* Input for this task:
use crate::association::{AssociationSource, AssociationWriter};
use crate::core::{DeferError, Entity, Result};
use log::trace;
use std::cell::{Cell, RefCell};
use std::collections::HashMap;
use std::sync::{Arc, RwLock};

type LinkKey = (String, String);

#[derive(Debug, Default)]
struct StoreState {
    /// Rows by persist id
    entities: HashMap<String, Entity>,
    /// Join table: (owner id, association name) -> member ids in link order
    links: HashMap<LinkKey, Vec<String>>,
    /// Member id -> owner id, registered through inverse propagation
    inverse: HashMap<String, String>,
}

/// Shared in-memory storage of entities and association join rows.
///
/// Cloning the store yields another handle to the same data.
#[derive(Debug, Clone, Default)]
pub struct MemoryStore {
    state: Arc<RwLock<StoreState>>,
}

impl MemoryStore {
    pub fn new() -> Self {
        Self::default()
    }

    /// Persist a new entity built from `fields`.
    pub fn insert(&self, fields: serde_json::Value) -> Result<Entity> {
        self.insert_entity(Entity::new(fields)?)
    }

    /// Persist `entity`, overwriting any row with the same persist id.
    pub fn insert_entity(&self, mut entity: Entity) -> Result<Entity> {
        entity.persisted = true;
        let mut state = self.state.write()?;
        state
            .entities
            .insert(entity.persist_id.clone(), entity.clone());
        trace!("stored entity {}", entity.persist_id);
        Ok(entity)
    }

    pub fn get(&self, persist_id: &str) -> Result<Option<Entity>> {
        let state = self.state.read()?;
        Ok(state.entities.get(persist_id).cloned())
    }

    /// Add a join row. Linking an already linked member is a no-op;
    /// linking an unsaved member persists it first.
    pub fn link(&self, owner_id: &str, name: &str, member: &Entity) -> Result<()> {
        let mut state = self.state.write()?;
        if !state.entities.contains_key(&member.persist_id) {
            let mut saved = member.clone();
            saved.persisted = true;
            state.entities.insert(saved.persist_id.clone(), saved);
        }

        let members = state
            .links
            .entry((owner_id.to_string(), name.to_string()))
            .or_default();
        if !members.contains(&member.persist_id) {
            members.push(member.persist_id.clone());
            trace!("linked {} -> {} ({})", owner_id, member.persist_id, name);
        }
        Ok(())
    }

    /// Remove a join row. Fails when the member is not linked.
    pub fn unlink(&self, owner_id: &str, name: &str, member: &Entity) -> Result<()> {
        let mut state = self.state.write()?;
        let members = state
            .links
            .get_mut(&(owner_id.to_string(), name.to_string()))
            .ok_or_else(|| DeferError::LinkError(format!("{} has no '{}' links", owner_id, name)))?;

        let pos = members
            .iter()
            .position(|id| id == &member.persist_id)
            .ok_or_else(|| {
                DeferError::LinkError(format!(
                    "{} is not linked to {} through '{}'",
                    member.persist_id, owner_id, name
                ))
            })?;
        members.remove(pos);
        trace!("unlinked {} -> {} ({})", owner_id, member.persist_id, name);
        Ok(())
    }

    /// Linked members in link order.
    pub fn members(&self, owner_id: &str, name: &str) -> Result<Vec<Entity>> {
        let state = self.state.read()?;
        let Some(ids) = state.links.get(&(owner_id.to_string(), name.to_string())) else {
            return Ok(Vec::new());
        };
        ids.iter()
            .map(|id| {
                state.entities.get(id).cloned().ok_or_else(|| {
                    DeferError::SourceError(format!("dangling link to missing entity {}", id))
                })
            })
            .collect()
    }

    fn member_at(&self, owner_id: &str, name: &str, from_end: bool) -> Result<Option<Entity>> {
        let state = self.state.read()?;
        let ids = state.links.get(&(owner_id.to_string(), name.to_string()));
        let id = match (ids, from_end) {
            (Some(ids), false) => ids.first(),
            (Some(ids), true) => ids.last(),
            (None, _) => None,
        };
        Ok(id.and_then(|id| state.entities.get(id).cloned()))
    }

    /// Owner registered for `member_id` through inverse propagation
    pub fn owner_of(&self, member_id: &str) -> Result<Option<String>> {
        let state = self.state.read()?;
        Ok(state.inverse.get(member_id).cloned())
    }

    /// Live accessor for the `name` association of `owner`.
    pub fn association(&self, owner: &Entity, name: &str) -> MemoryAssociation {
        MemoryAssociation {
            store: self.clone(),
            owner_id: owner.persist_id.clone(),
            name: name.to_string(),
            cached: RefCell::new(None),
            stats: Cell::new(MemoryAssociationStats::default()),
        }
    }
}

/// Counters kept by a [`MemoryAssociation`]
#[derive(Debug, Clone, Copy, PartialEq, Eq, Default)]
pub struct MemoryAssociationStats {
    /// Member lists read from the store
    pub fetches: usize,
    /// `first`/`last` answered from the store without a full fetch
    pub peeks: usize,
    pub reloads: usize,
    pub links: usize,
    pub unlinks: usize,
}

/// One owner's association in a [`MemoryStore`].
///
/// Caches the member list after the first fetch until `reload`.
#[derive(Debug)]
pub struct MemoryAssociation {
    store: MemoryStore,
    owner_id: String,
    name: String,
    cached: RefCell<Option<Vec<Entity>>>,
    stats: Cell<MemoryAssociationStats>,
}

impl MemoryAssociation {
    pub fn owner_id(&self) -> &str {
        &self.owner_id
    }

    pub fn name(&self) -> &str {
        &self.name
    }

    pub fn store(&self) -> &MemoryStore {
        &self.store
    }

    pub fn stats(&self) -> MemoryAssociationStats {
        self.stats.get()
    }

    fn record(&self, update: impl FnOnce(&mut MemoryAssociationStats)) {
        let mut stats = self.stats.get();
        update(&mut stats);
        self.stats.set(stats);
    }

    fn peek(&self, from_end: bool) -> Result<Option<Entity>> {
        if let Some(cached) = self.cached.borrow().as_ref() {
            let member = if from_end { cached.last() } else { cached.first() };
            return Ok(member.cloned());
        }
        self.record(|stats| stats.peeks += 1);
        self.store.member_at(&self.owner_id, &self.name, from_end)
    }
}

impl AssociationSource for MemoryAssociation {
    type Record = Entity;
    type Attributes = serde_json::Value;
    type Owner = Entity;

    fn fetch_all(&self) -> Result<Vec<Entity>> {
        if let Some(cached) = self.cached.borrow().as_ref() {
            return Ok(cached.clone());
        }
        let members = self.store.members(&self.owner_id, &self.name)?;
        self.record(|stats| stats.fetches += 1);
        *self.cached.borrow_mut() = Some(members.clone());
        Ok(members)
    }

    fn first(&self) -> Result<Option<Entity>> {
        self.peek(false)
    }

    fn last(&self) -> Result<Option<Entity>> {
        self.peek(true)
    }

    fn build(&mut self, attributes: Vec<serde_json::Value>) -> Result<Vec<Entity>> {
        attributes.into_iter().map(Entity::new).collect()
    }

    fn create(&mut self, attributes: Vec<serde_json::Value>) -> Result<Vec<Entity>> {
        // Validate everything before the first write
        let built = self.build(attributes)?;
        let mut created = Vec::with_capacity(built.len());
        for entity in built {
            let entity = self.store.insert_entity(entity)?;
            self.store.link(&self.owner_id, &self.name, &entity)?;
            created.push(entity);
        }
        if let Some(cached) = self.cached.get_mut().as_mut() {
            cached.extend(created.iter().cloned());
        }
        Ok(created)
    }

    fn reload(&mut self) -> Result<()> {
        *self.cached.get_mut() = None;
        self.record(|stats| stats.reloads += 1);
        Ok(())
    }

    fn set_inverse_instance(&mut self, record: &Entity, owner: &Entity) -> Result<()> {
        let mut state = self.store.state.write()?;
        state
            .inverse
            .insert(record.persist_id.clone(), owner.persist_id.clone());
        Ok(())
    }
}

impl AssociationWriter for MemoryAssociation {
    fn link(&mut self, record: &Entity) -> Result<()> {
        self.store.link(&self.owner_id, &self.name, record)?;
        self.record(|stats| stats.links += 1);
        Ok(())
    }

    fn unlink(&mut self, record: &Entity) -> Result<()> {
        self.store.unlink(&self.owner_id, &self.name, record)?;
        self.record(|stats| stats.unlinks += 1);
        Ok(())
    }
}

* Assignment:
Please count the lines in the data that include the word "true" and report the number by itself.

* Response area:
4